## Exercise instructions
Isolate every line in the data with the string "Some" and copy it.

(Collected data)

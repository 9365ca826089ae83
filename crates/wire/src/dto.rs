// SPDX-License-Identifier: MIT

//! DTO conversion layer (C7): durable [`QueueItem`]s to transport-shaped
//! records. Stamps timestamps as RFC3339, derives per-episode status from
//! the rip-spec envelope, and normalizes the progress label so a UI never
//! has to special-case `needs_review`/`completed`.

use chrono::{DateTime, Utc};
use serde::Serialize;
use spindle_core::{AssetKind, ItemId, ItemStatus, QueueItem, RipSpecEnvelope};

fn to_rfc3339_ms(epoch_ms: i64) -> String {
    DateTime::<Utc>::from_timestamp_millis(epoch_ms)
        .unwrap_or_else(|| DateTime::<Utc>::from_timestamp(0, 0).unwrap_or_default())
        .to_rfc3339_opts(chrono::SecondsFormat::Millis, true)
}

#[derive(Debug, Clone, Serialize)]
pub struct ProgressDto {
    pub stage_label: String,
    pub percent: f64,
}

#[derive(Debug, Clone, Serialize)]
pub struct EpisodeStatusDto {
    pub key: String,
    pub season: u32,
    pub episode: u32,
    pub episode_title: String,
    /// Effective stage, resolved `final -> subtitled -> encoded -> ripped -> queue's stage_key -> "planned"`.
    pub stage: String,
}

#[derive(Debug, Clone, Default, Serialize)]
pub struct EpisodeTotalsDto {
    pub planned: usize,
    pub ripped: usize,
    pub encoded: usize,
    pub final_count: usize,
}

#[derive(Debug, Clone, Serialize)]
pub struct QueueItemDto {
    pub id: ItemId,
    pub disc_title: String,
    pub disc_fingerprint: String,
    pub status: ItemStatus,
    pub progress: ProgressDto,
    pub needs_review: bool,
    pub review_reason: Option<String>,
    pub ripped_file: Option<String>,
    pub encoded_file: Option<String>,
    pub final_file: Option<String>,
    pub error_message: Option<String>,
    pub created_at: String,
    pub updated_at: String,
    pub active_episode_key: Option<String>,
    /// Opaque pass-through of the rip-spec envelope; never re-encoded.
    pub rip_spec_data: Option<String>,
    /// Opaque pass-through of the metadata lookup result.
    pub metadata_json: Option<String>,
    pub episodes: Vec<EpisodeStatusDto>,
    pub episode_totals: EpisodeTotalsDto,
    pub episodes_synchronized: bool,
}

fn normalize_progress(item: &QueueItem) -> ProgressDto {
    if item.status == ItemStatus::Completed && !item.needs_review {
        return ProgressDto { stage_label: "Completed".to_string(), percent: 100.0 };
    }
    if item.needs_review {
        return ProgressDto { stage_label: "Manual review".to_string(), percent: item.progress.effective_percent() as f64 };
    }
    let label = if item.progress.stage_label.is_empty() { item.status.to_string() } else { item.progress.stage_label.clone() };
    ProgressDto { stage_label: label, percent: item.progress.effective_percent() as f64 }
}

fn effective_stage(envelope: &RipSpecEnvelope, episode_key: &str, queue_stage_key: Option<&str>) -> String {
    for kind in [AssetKind::Final, AssetKind::Subtitled, AssetKind::Encoded, AssetKind::Ripped] {
        let label = match kind {
            AssetKind::Final => "final",
            AssetKind::Subtitled => "subtitled",
            AssetKind::Encoded => "encoded",
            AssetKind::Ripped => "ripped",
        };
        if envelope.assets_of(kind).iter().any(|a| {
            a.episode_key.eq_ignore_ascii_case(episode_key) && a.status == spindle_core::AssetStatus::Completed
        }) {
            return label.to_string();
        }
    }
    queue_stage_key.unwrap_or("planned").to_string()
}

fn episodes_synchronized(envelope: &RipSpecEnvelope) -> bool {
    if let Some(value) = envelope.attributes.get("episodes_synchronized") {
        if let Some(b) = value.as_bool() {
            return b;
        }
    }
    if !envelope.episodes.is_empty() && envelope.episodes.iter().all(|e| e.season != 0 && e.episode != 0) {
        return true;
    }
    envelope.attributes.contains_key("episode_numbers")
}

/// Convert a durable queue item into its transport representation.
impl From<&QueueItem> for QueueItemDto {
    fn from(item: &QueueItem) -> Self {
        let envelope: Option<RipSpecEnvelope> =
            item.rip_spec_data.as_deref().and_then(|raw| serde_json::from_slice(raw).ok());

        let (episodes, totals, synchronized) = match &envelope {
            Some(env) => {
                let queue_stage = item.status.stage_key();
                let mut dtos: Vec<EpisodeStatusDto> = env
                    .episodes
                    .iter()
                    .map(|ep| EpisodeStatusDto {
                        key: ep.key.clone(),
                        season: ep.season,
                        episode: ep.episode,
                        episode_title: ep.episode_title.clone(),
                        stage: effective_stage(env, &ep.key, queue_stage),
                    })
                    .collect();
                dtos.sort_by_key(|e| (e.season, e.episode, e.key.clone()));

                let mut totals = EpisodeTotalsDto { planned: dtos.len(), ..Default::default() };
                for ep in &env.episodes {
                    if env.assets_of(AssetKind::Ripped).iter().any(|a| a.episode_key.eq_ignore_ascii_case(&ep.key) && a.status == spindle_core::AssetStatus::Completed) {
                        totals.ripped += 1;
                    }
                    if env.assets_of(AssetKind::Encoded).iter().any(|a| a.episode_key.eq_ignore_ascii_case(&ep.key) && a.status == spindle_core::AssetStatus::Completed) {
                        totals.encoded += 1;
                    }
                    if env.assets_of(AssetKind::Final).iter().any(|a| a.episode_key.eq_ignore_ascii_case(&ep.key) && a.status == spindle_core::AssetStatus::Completed) {
                        totals.final_count += 1;
                    }
                }
                (dtos, totals, episodes_synchronized(env))
            }
            None => (Vec::new(), EpisodeTotalsDto::default(), false),
        };

        QueueItemDto {
            id: item.id,
            disc_title: item.disc_title.clone(),
            disc_fingerprint: item.disc_fingerprint.to_string(),
            status: item.status,
            progress: normalize_progress(item),
            needs_review: item.needs_review,
            review_reason: item.review_reason.clone(),
            ripped_file: item.ripped_file.clone(),
            encoded_file: item.encoded_file.clone(),
            final_file: item.final_file.clone(),
            error_message: item.error_message.clone(),
            created_at: to_rfc3339_ms(item.created_at),
            updated_at: to_rfc3339_ms(item.updated_at),
            active_episode_key: item.active_episode_key.clone(),
            rip_spec_data: item.rip_spec_data.as_deref().map(|raw| String::from_utf8_lossy(raw).into_owned()),
            metadata_json: item.metadata_json.clone(),
            episodes,
            episode_totals: totals,
            episodes_synchronized: synchronized,
        }
    }
}

#[cfg(test)]
mod tests {
    use super::*;
    use spindle_core::{Fingerprint, ProgressRecord};

    fn base_item() -> QueueItem {
        QueueItem {
            id: ItemId::new(1),
            disc_title: "The Matrix".into(),
            source_path: None,
            disc_fingerprint: Fingerprint::new("abc"),
            status: ItemStatus::Completed,
            progress: ProgressRecord::new("organizing", "x"),
            rip_spec_data: None,
            metadata_json: None,
            needs_review: false,
            review_reason: None,
            review_dir_override: None,
            ripped_file: None,
            encoded_file: None,
            final_file: Some("/library/The Matrix (1999).mkv".into()),
            encoding_details_json: None,
            error_message: None,
            background_log_path: None,
            created_at: 1_700_000_000_000,
            updated_at: 1_700_000_100_000,
            active_episode_key: None,
            allow_duplicate: false,
            priority: 0,
        }
    }

    #[test]
    fn completed_non_review_items_force_honest_progress() {
        let dto = QueueItemDto::from(&base_item());
        assert_eq!(dto.progress.stage_label, "Completed");
        assert_eq!(dto.progress.percent, 100.0);
    }

    #[test]
    fn needs_review_preserves_manual_review_label() {
        let mut item = base_item();
        item.status = ItemStatus::Failed;
        item.needs_review = true;
        let dto = QueueItemDto::from(&item);
        assert_eq!(dto.progress.stage_label, "Manual review");
    }

    #[test]
    fn timestamps_are_rfc3339_with_millis() {
        let dto = QueueItemDto::from(&base_item());
        assert!(dto.created_at.contains('T'));
        assert!(dto.created_at.ends_with('Z') || dto.created_at.contains('+'));
    }

    #[test]
    fn episode_totals_count_only_completed_assets() {
        let mut item = base_item();
        item.status = ItemStatus::Encoded;
        let mut envelope = RipSpecEnvelope::new();
        envelope.episodes.push(spindle_core::Episode {
            key: "s01e01".into(),
            season: 1,
            episode: 1,
            title_id: "0".into(),
            episode_title: "Pilot".into(),
            runtime_seconds: 1200,
            output_basename: "x".into(),
        });
        let mut asset = spindle_core::Asset::new("s01e01", "0", "/cache/encoded/s01e01.mkv");
        asset.mark_completed();
        envelope.assets_of_mut(AssetKind::Encoded).push(asset);
        item.rip_spec_data = Some(serde_json::to_vec(&envelope).unwrap());

        let dto = QueueItemDto::from(&item);
        assert_eq!(dto.episode_totals.planned, 1);
        assert_eq!(dto.episode_totals.encoded, 1);
        assert_eq!(dto.episode_totals.ripped, 0);
        assert_eq!(dto.episodes[0].stage, "encoded");
    }
}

## Solution
    if let Some(value) = envelope.attributes.get("episodes_synchronized") {
        if let Some(b) = value.as_bool() {
            Some(env) => {
            final_file: Some("/library/The Matrix (1999).mkv".into()),
        item.rip_spec_data = Some(serde_json::to_vec(&envelope).unwrap());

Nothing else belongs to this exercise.